Needless to say the cars in the shop, and Zoram drove me to see the boys. Unfortunately, Zoram is sick and is unable to see the boys. After the boys, I came home and received a letter from the physicians group that’s treating the boys. Fun fact, although the boys are in the NICU, the physicians treating them are not employed by the hospital but rather an outside group. That group is of course not contracted with our health insurance. Here’s the next step back. I called our insurance, the good news is it should all be covered. It’s still irritating, it’s still going to take a lot of appeals, phone calls and frustration.

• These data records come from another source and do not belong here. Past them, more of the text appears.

//! The audit report handed to renderers.

use chrono::{DateTime, Utc};
use serde::Serialize;

use crate::domain::{Outcome, ResultRecord, Result};
use crate::registry::Section;

/// Totals shown in the report footer.
#[derive(Debug, Clone, Default, PartialEq, Serialize)]
pub struct ReportSummary {
    pub total: usize,
    pub skipped: usize,
    pub passed: usize,
    pub failed: usize,
    pub errored: usize,
    pub elapsed_ms: u64,
    /// Passed checks over non-skipped checks, 0.0 when nothing was scored.
    pub pass_rate: f64,
}

impl ReportSummary {
    pub fn from_records(records: &[ResultRecord], elapsed_ms: u64) -> Self {
        let mut summary = ReportSummary {
            total: records.len(),
            elapsed_ms,
            ..Self::default()
        };
        for record in records {
            if record.is_skipped() {
                summary.skipped += 1;
                continue;
            }
            match record.outcome {
                Some(Outcome::Pass) => summary.passed += 1,
                Some(Outcome::Fail) => summary.failed += 1,
                Some(Outcome::Error) => summary.errored += 1,
                None => summary.skipped += 1,
            }
        }
        let evaluated = summary.total - summary.skipped;
        if evaluated > 0 {
            summary.pass_rate = summary.passed as f64 / evaluated as f64;
        }
        summary
    }

    pub fn has_failures(&self) -> bool {
        self.failed > 0
    }

    pub fn has_errors(&self) -> bool {
        self.errored > 0
    }
}

/// Outcome of one audit run: sorted records plus the visible section banners.
#[derive(Debug, Clone, Serialize)]
pub struct AuditReport {
    pub run_id: String,
    pub benchmark: String,
    pub started_at: DateTime<Utc>,
    pub finished_at: DateTime<Utc>,
    pub sections: Vec<Section>,
    pub records: Vec<ResultRecord>,
    pub summary: ReportSummary,
}

impl AuditReport {
    pub fn to_json_pretty(&self) -> Result<String> {
        Ok(serde_json::to_string_pretty(self)?)
    }
}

The point of this post isn’t to just moan and complain. In fact, it’s a reminder. Life isn’t always easy. Hell, 99% of the time life is freaking hard. Make the most of the little wins. Our little win is the boys making it back to their birth weights. Our little win is our boys making progress every day. Our little win is the safety of all of our kids.
You have to take the good with the bad, the happy with the sad and just keep moving forward.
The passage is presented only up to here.